▸ WORK TASK:
Pull every line holding the string "results" from the records below.
--- STUDY MATERIAL ---
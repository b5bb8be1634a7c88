//! Self-play driver
//!
//! An [`Experiment`] owns the authoritative board and one [`Searcher`] per
//! side, and plays complete games between them. Black searches first each
//! round; a side with no legal move, or with no pieces left, loses. A game
//! that reaches the round limit is a draw.
//!
//! # Example
//!
//! ```
//! use checkers::config::ExperimentConfig;
//! use checkers::engine::Experiment;
//!
//! let mut config = ExperimentConfig::default();
//! config.game.max_rounds = 3;
//! config.black.max_depth = Some(2);
//!
//! let mut experiment = Experiment::new(&config, config.game.seed);
//! let record = experiment.play_game().unwrap();
//! println!("{} after {} plies", record.outcome, record.plies);
//! ```

use std::fmt;
use std::str::FromStr;
use std::time::Duration;

use rand::{Rng, SeedableRng};
use rand_xoshiro::Xoshiro256PlusPlus;

use crate::board::{Board, Color, PieceCounts};
use crate::config::ExperimentConfig;
use crate::error::{CheckersError, CheckersResult};
use crate::moves::GameLog;
use crate::rules::{apply_move, winner_to_move};
use crate::search::Searcher;

/// How a game ended
#[derive(Debug, Clone, Copy, PartialEq, Eq)]
pub enum GameOutcome {
    BlackWin,
    WhiteWin,
    Draw,
}

impl GameOutcome {
    fn won_by(color: Color) -> Self {
        match color {
            Color::Black => GameOutcome::BlackWin,
            Color::White => GameOutcome::WhiteWin,
        }
    }

    pub fn winner(self) -> Option<Color> {
        match self {
            GameOutcome::BlackWin => Some(Color::Black),
            GameOutcome::WhiteWin => Some(Color::White),
            GameOutcome::Draw => None,
        }
    }
}

impl fmt::Display for GameOutcome {
    fn fmt(&self, f: &mut fmt::Formatter<'_>) -> fmt::Result {
        match self {
            GameOutcome::BlackWin => write!(f, "black wins"),
            GameOutcome::WhiteWin => write!(f, "white wins"),
            GameOutcome::Draw => write!(f, "draw"),
        }
    }
}

/// Summary of one finished game
#[derive(Debug, Clone)]
pub struct GameRecord {
    pub outcome: GameOutcome,
    /// Rounds started, the deciding one included
    pub rounds: u32,
    /// Moves actually played
    pub plies: usize,
    pub final_counts: PieceCounts,
    /// Transcript, when recording is enabled
    pub pdn: Option<String>,
}

/// Win/loss/tie tally from black's point of view.
///
/// Renders as `"wins losses ties"` and parses back from the same text.
#[derive(Debug, Clone, Copy, Default, PartialEq, Eq)]
pub struct GameStats {
    pub wins: u32,
    pub losses: u32,
    pub ties: u32,
}

impl GameStats {
    pub fn record(&mut self, outcome: GameOutcome) {
        match outcome {
            GameOutcome::BlackWin => self.wins += 1,
            GameOutcome::WhiteWin => self.losses += 1,
            GameOutcome::Draw => self.ties += 1,
        }
    }

    /// Tally the games that finished; aborted ones are skipped
    pub fn from_results(results: &[CheckersResult<GameRecord>]) -> Self {
        let mut stats = Self::default();
        for record in results.iter().flatten() {
            stats.record(record.outcome);
        }
        stats
    }

    pub fn games(&self) -> u32 {
        self.wins + self.losses + self.ties
    }
}

impl fmt::Display for GameStats {
    fn fmt(&self, f: &mut fmt::Formatter<'_>) -> fmt::Result {
        write!(f, "{} {} {}", self.wins, self.losses, self.ties)
    }
}

impl FromStr for GameStats {
    type Err = CheckersError;

    fn from_str(s: &str) -> Result<Self, Self::Err> {
        let invalid = || CheckersError::InvalidStats(s.to_string());
        let counts: Vec<u32> = s
            .split_whitespace()
            .map(|part| part.parse().map_err(|_| invalid()))
            .collect::<Result<_, _>>()?;
        match counts[..] {
            [wins, losses, ties] => Ok(Self { wins, losses, ties }),
            _ => Err(invalid()),
        }
    }
}

/// Search settings copied out of a player's config for one ply
#[derive(Debug, Clone, Copy)]
struct PlySettings {
    max_depth: u32,
    time_limit: Option<Duration>,
    second_best_chance: f64,
}

/// One self-play pairing with its own board, searchers and random stream.
pub struct Experiment {
    board: Board,
    black: Searcher,
    white: Searcher,
    black_settings: PlySettings,
    white_settings: PlySettings,
    max_rounds: u32,
    record_pdn: bool,
    rng: Xoshiro256PlusPlus,
    log: GameLog,
}

impl Experiment {
    /// Build both players from `config`; `seed` drives second-best choices.
    #[must_use]
    pub fn new(config: &ExperimentConfig, seed: u64) -> Self {
        let searcher = |color: Color| {
            let player = config.player(color);
            Searcher::with_cache(player.build_evaluator(), player.use_cache)
        };
        let settings = |color: Color| {
            let player = config.player(color);
            PlySettings {
                max_depth: player.depth_for(color),
                time_limit: player.time_limit(),
                second_best_chance: player.second_best_chance,
            }
        };

        Self {
            board: Board::new(),
            black: searcher(Color::Black),
            white: searcher(Color::White),
            black_settings: settings(Color::Black),
            white_settings: settings(Color::White),
            max_rounds: config.game.max_rounds,
            record_pdn: config.game.record_pdn,
            rng: Xoshiro256PlusPlus::seed_from_u64(seed),
            log: GameLog::new(config.game.event.clone()),
        }
    }

    pub fn board(&self) -> &Board {
        &self.board
    }

    pub fn log(&self) -> &GameLog {
        &self.log
    }

    /// The searcher playing `color`, e.g. to swap in a new evaluator
    pub fn searcher_mut(&mut self, color: Color) -> &mut Searcher {
        match color {
            Color::Black => &mut self.black,
            Color::White => &mut self.white,
        }
    }

    /// Play one game from the standard starting position
    pub fn play_game(&mut self) -> CheckersResult<GameRecord> {
        self.play_from(Board::new())
    }

    /// Play one game from `start`, black to move.
    ///
    /// Both caches are cleared first, so leaf scores never leak between
    /// games.
    pub fn play_from(&mut self, start: Board) -> CheckersResult<GameRecord> {
        for (color, settings) in [
            (Color::Black, self.black_settings),
            (Color::White, self.white_settings),
        ] {
            if !(0.0..=1.0).contains(&settings.second_best_chance) {
                return Err(CheckersError::InvalidConfig(format!(
                    "{} second_best_chance {} is outside [0, 1]",
                    color, settings.second_best_chance
                )));
            }
        }
        start.validate()?;
        self.board = start;
        self.black.clear_cache();
        self.white.clear_cache();
        self.log.clear();

        let mut outcome = GameOutcome::Draw;
        let mut rounds = self.max_rounds;
        'game: for round in 1..=self.max_rounds {
            for color in [Color::Black, Color::White] {
                if let Some(winner) = self.play_ply(color)? {
                    outcome = GameOutcome::won_by(winner);
                    rounds = round;
                    break 'game;
                }
            }
        }

        log::info!(
            "{} after {} rounds ({} plies), final position {} black / {} white",
            outcome,
            rounds,
            self.log.len(),
            self.board.piece_count(Color::Black),
            self.board.piece_count(Color::White),
        );

        Ok(GameRecord {
            outcome,
            rounds,
            plies: self.log.len(),
            final_counts: self.board.count_pieces(),
            pdn: self.record_pdn.then(|| self.log.to_pdn()),
        })
    }

    /// Search and play one move for `color`.
    ///
    /// # Returns
    /// The winner if the game ended with this ply
    fn play_ply(&mut self, color: Color) -> CheckersResult<Option<Color>> {
        let (searcher, settings) = match color {
            Color::Black => (&mut self.black, self.black_settings),
            Color::White => (&mut self.white, self.white_settings),
        };
        let result = searcher.search(
            &mut self.board,
            color,
            settings.max_depth,
            settings.time_limit,
        )?;

        let Some(best) = result.best_move else {
            log::trace!("{} has no legal move", color);
            return Ok(Some(color.opponent()));
        };
        let mut chosen = match result.second_best_move {
            Some(second)
                if settings.second_best_chance > 0.0
                    && self.rng.random_bool(settings.second_best_chance) =>
            {
                second
            }
            _ => best,
        };

        apply_move(&mut self.board, &mut chosen)?;
        self.log.push(&chosen);
        log::trace!("{} plays {} (score {})", color, chosen, result.score);

        Ok(winner_to_move(&self.board, color.opponent()))
    }
}

/// Play `config.game.games` independent games on `config.game.threads`
/// worker threads.
///
/// Game `i` runs in its own [`Experiment`] seeded with `seed + i`, so the
/// results do not depend on the thread count. Results come back in game
/// order; a game that fails aborts alone. An invalid config fails every
/// game slot without starting a worker.
pub fn run_games(config: &ExperimentConfig) -> Vec<CheckersResult<GameRecord>> {
    let games = config.game.games as usize;
    if let Err(err) = config.validate() {
        log::error!("not running {} games: {}", games, err);
        let message = err.to_string();
        return (0..games)
            .map(|_| Err(CheckersError::InvalidConfig(message.clone())))
            .collect();
    }
    let threads = config.game.threads.min(games).max(1);

    let play = |index: usize| {
        let seed = config.game.seed.wrapping_add(index as u64);
        let result = Experiment::new(config, seed).play_game();
        if let Err(err) = &result {
            log::warn!("game {} aborted: {}", index, err);
        }
        (index, result)
    };

    let mut finished: Vec<(usize, CheckersResult<GameRecord>)> = std::thread::scope(|scope| {
        let handles: Vec<_> = (0..threads)
            .map(|worker| {
                let play = &play;
                scope.spawn(move || {
                    (worker..games)
                        .step_by(threads)
                        .map(play)
                        .collect::<Vec<_>>()
                })
            })
            .collect();
        handles
            .into_iter()
            .flat_map(|handle| {
                handle
                    .join()
                    .unwrap_or_else(|panic| std::panic::resume_unwind(panic))
            })
            .collect()
    });

    finished.sort_by_key(|(index, _)| *index);
    finished.into_iter().map(|(_, result)| result).collect()
}
impl Searcher {
    /// Create a searcher with a leaf-score cache
    #[must_use]
    pub fn new(evaluator: Box<dyn LeafEvaluator>) -> Self {
        Self::with_cache(evaluator, true)
    }

    #[must_use]
    pub fn with_cache(evaluator: Box<dyn LeafEvaluator>, use_cache: bool) -> Self {
        Self {
            evaluator,
            cache: use_cache.then(BoardCache::new),
            moves: Vec::with_capacity(1024),
            best_move: None,
            second_best_move: None,
            second_best_score: LOSS_SCORE,
            stats: SearchStats::default(),
        }
    }

    /// Replace the leaf evaluator. Cached scores belonged to the old one
    /// and are dropped.
    pub fn set_evaluator(&mut self, evaluator: Box<dyn LeafEvaluator>) {
        self.evaluator = evaluator;
        self.clear_cache();
    }

    pub fn evaluator_name(&self) -> &str {
        self.evaluator.name()
    }

    pub fn clear_cache(&mut self) {
        if let Some(cache) = &mut self.cache {
            cache.clear();
        }
    }

    pub fn cache(&self) -> Option<&BoardCache> {
        self.cache.as_ref()
    }

    /// Best root move of the last search
    pub fn best_move(&self) -> Option<&Move> {
        self.best_move.as_ref()
    }

    /// Second-best root move of the last search
    pub fn second_best_move(&self) -> Option<&Move> {
        self.second_best_move.as_ref()
    }

    /// Search for `color`: black maximizes, white minimizes.
    pub fn search(
        &mut self,
        board: &mut Board,
        color: Color,
        max_depth: u32,
        time_limit: Option<Duration>,
    ) -> CheckersResult<SearchResult> {
        match color {
            Color::Black => self.first_evaluate_max(board, max_depth, time_limit),
            Color::White => self.first_evaluate_min(board, max_depth, time_limit),
        }
    }

    /// Root search for black.
    ///
    /// Without a time limit this is a single search to `max_depth`. With
    /// one, depths of the same parity as `max_depth` are searched in
    /// increasing order until the next would exceed `max_depth` or the
    /// budget is spent; the clock is only checked between depths.
    pub fn first_evaluate_max(
        &mut self,
        board: &mut Board,
        max_depth: u32,
        time_limit: Option<Duration>,
    ) -> CheckersResult<SearchResult> {
        self.run_root(board, max_depth, time_limit, |s, b, depth| {
            s.evaluate_max(b, Score::INFINITY, 0, depth)
        })
    }

    /// Root search for white, mirror of [`Self::first_evaluate_max`]
    pub fn first_evaluate_min(
        &mut self,
        board: &mut Board,
        max_depth: u32,
        time_limit: Option<Duration>,
    ) -> CheckersResult<SearchResult> {
        self.run_root(board, max_depth, time_limit, |s, b, depth| {
            s.evaluate_min(b, Score::NEG_INFINITY, 0, depth)
        })
    }

    fn run_root<F>(
        &mut self,
        board: &mut Board,
        max_depth: u32,
        time_limit: Option<Duration>,
        mut root: F,
    ) -> CheckersResult<SearchResult>
    where
        F: FnMut(&mut Self, &mut Board, u32) -> CheckersResult<Evaluation>,
    {
        let max_depth = max_depth.max(1);
        self.best_move = None;
        self.second_best_move = None;
        self.stats = SearchStats::default();
        let cache_before = self.cache.as_ref().map(|c| c.stats()).unwrap_or_default();

        let (eval, depth) = match time_limit {
            None => (root(&mut *self, &mut *board, max_depth)?, max_depth),
            Some(limit) => {
                let start = Instant::now();
                let mut depth = if max_depth % 2 == 1 { 1 } else { 2 };
                loop {
                    let eval = root(&mut *self, &mut *board, depth)?;
                    if depth + 2 > max_depth || start.elapsed() > limit {
                        break (eval, depth);
                    }
                    depth += 2;
                }
            }
        };

        if let Some(cache) = &self.cache {
            let now = cache.stats();
            self.stats.cache = CacheStats {
                hits: now.hits - cache_before.hits,
                misses: now.misses - cache_before.misses,
                inserts: now.inserts - cache_before.inserts,
                rejected: now.rejected - cache_before.rejected,
            };
        }

        log::debug!(
            "{} search depth {}: score {} best {} second {} ({} nodes, {} leaves, {} cutoffs)",
            self.evaluator.name(),
            depth,
            eval.score,
            self.best_move.as_ref().map_or("none".to_string(), |m| m.to_string()),
            self.second_best_move.as_ref().map_or("none".to_string(), |m| m.to_string()),
            self.stats.nodes,
            self.stats.leaf_evaluations,
            self.stats.cutoffs,
        );

        Ok(SearchResult {
            best_move: self.best_move.clone(),
            second_best_move: self.second_best_move.clone(),
            score: eval.score,
            leaf: eval.leaf,
            depth,
            stats: self.stats.clone(),
        })
    }

    /// Maximizing node (black to move).
    ///
    /// `parent_beta` is the minimizing parent's current bound; once a
    /// child reaches it the remaining siblings cannot matter.
    pub fn evaluate_max(
        &mut self,
        board: &mut Board,
        parent_beta: Score,
        depth: u32,
        max_depth: u32,
    ) -> CheckersResult<Evaluation> {
        if depth == 0 {
            self.moves.clear();
        }
        let base = self.moves.len();
        let result = self.max_node(board, parent_beta, depth, max_depth, base);
        self.moves.truncate(base);
        result
    }

    /// Minimizing node (white to move), mirror of [`Self::evaluate_max`]
    pub fn evaluate_min(
        &mut self,
        board: &mut Board,
        parent_alpha: Score,
        depth: u32,
        max_depth: u32,
    ) -> CheckersResult<Evaluation> {
        if depth == 0 {
            self.moves.clear();
        }
        let base = self.moves.len();
        let result = self.min_node(board, parent_alpha, depth, max_depth, base);
        self.moves.truncate(base);
        result
    }

    fn max_node(
        &mut self,
        board: &mut Board,
        parent_beta: Score,
        depth: u32,
        max_depth: u32,
        base: usize,
    ) -> CheckersResult<Evaluation> {
        self.stats.nodes += 1;
        let forced_jump = generate_moves_into(board, Color::Black, &mut self.moves)?;
        let count = self.moves.len() - base;

        if count == 0 {
            return Ok(Evaluation::terminal(LOSS_SCORE));
        }
        if depth == 0 && count == 1 {
            self.set_root_moves(base);
            return Ok(Evaluation::forced());
        }
        if depth >= max_depth && !forced_jump {
            return self.evaluate_leaf(board);
        }
        if depth == 0 {
            self.set_root_moves(base);
            self.second_best_score = LOSS_SCORE;
        }

        let mut alpha = Evaluation::terminal(Score::NEG_INFINITY);
        for i in 0..count {
            let mut mv = self.moves[base + i].clone();
            let child = {
                let mut applied = AppliedMove::new(board, &mut mv)?;
                if winner(applied.board()) == Some(Color::Black) {
                    None
                } else {
                    Some(self.evaluate_min(applied.board_mut(), alpha.score, depth + 1, max_depth)?)
                }
            };

            let Some(child) = child else {
                if depth == 0 {
                    self.best_move = Some(mv.clone());
                    self.second_best_move = Some(mv);
                }
                return Ok(Evaluation::terminal(WIN_SCORE));
            };

            if child.score > alpha.score {
                if depth == 0 {
                    self.second_best_move = self.best_move.take();
                    self.second_best_score = alpha.score;
                    self.best_move = Some(mv);
                } else if parent_beta <= child.score {
                    self.stats.cutoffs += (count - i - 1) as u64;
                    return Ok(child);
                }
                alpha = child;
            } else if depth == 0 && child.score > self.second_best_score {
                self.second_best_move = Some(mv);
                self.second_best_score = child.score;
            }
        }
        Ok(alpha)
    }

    fn min_node(
        &mut self,
        board: &mut Board,
        parent_alpha: Score,
        depth: u32,
        max_depth: u32,
        base: usize,
    ) -> CheckersResult<Evaluation> {
        self.stats.nodes += 1;
        let forced_jump = generate_moves_into(board, Color::White, &mut self.moves)?;
        let count = self.moves.len() - base;

        if count == 0 {
            return Ok(Evaluation::terminal(WIN_SCORE));
        }
        if depth == 0 && count == 1 {
            self.set_root_moves(base);
            return Ok(Evaluation::forced());
        }
        if depth >= max_depth && !forced_jump {
            return self.evaluate_leaf(board);
        }
        if depth == 0 {
            self.set_root_moves(base);
            self.second_best_score = WIN_SCORE;
        }

        let mut beta = Evaluation::terminal(Score::INFINITY);
        for i in 0..count {
            let mut mv = self.moves[base + i].clone();
            let child = {
                let mut applied = AppliedMove::new(board, &mut mv)?;
                if winner(applied.board()) == Some(Color::White) {
                    None
                } else {
                    Some(self.evaluate_max(applied.board_mut(), beta.score, depth + 1, max_depth)?)
                }
            };

            let Some(child) = child else {
                if depth == 0 {
                    self.best_move = Some(mv.clone());
                    self.second_best_move = Some(mv);
                }
                return Ok(Evaluation::terminal(LOSS_SCORE));
            };

            if child.score < beta.score {
                if depth == 0 {
                    self.second_best_move = self.best_move.take();
                    self.second_best_score = beta.score;
                    self.best_move = Some(mv);
                } else if parent_alpha >= child.score {
                    self.stats.cutoffs += (count - i - 1) as u64;
                    return Ok(child);
                }
                beta = child;
            } else if depth == 0 && child.score < self.second_best_score {
                self.second_best_move = Some(mv);
                self.second_best_score = child.score;
            }
        }
        Ok(beta)
    }

    /// Point best and second best at the first move of the root slice
    fn set_root_moves(&mut self, base: usize) {
        let first = self.moves[base].clone();
        self.second_best_move = Some(first.clone());
        self.best_move = Some(first);
    }

    fn evaluate_leaf(&mut self, board: &Board) -> CheckersResult<Evaluation> {
        let leaf = self.stats.leaf_evaluations;
        self.stats.leaf_evaluations += 1;

        if let Some(score) = self.cache.as_mut().and_then(|c| c.lookup(board)) {
            return Ok(Evaluation {
                score,
                leaf: Some(leaf),
            });
        }
        let score = self.evaluator.evaluate(board)?;
        if let Some(cache) = &mut self.cache {
            cache.insert(board, score);
        }
        Ok(Evaluation {
            score,
            leaf: Some(leaf),
        })
    }
}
---
▸ ANSWER AREA:
    pub fn from_results(results: &[CheckersResult<GameRecord>]) -> Self {
        for record in results.iter().flatten() {
/// results do not depend on the thread count. Results come back in game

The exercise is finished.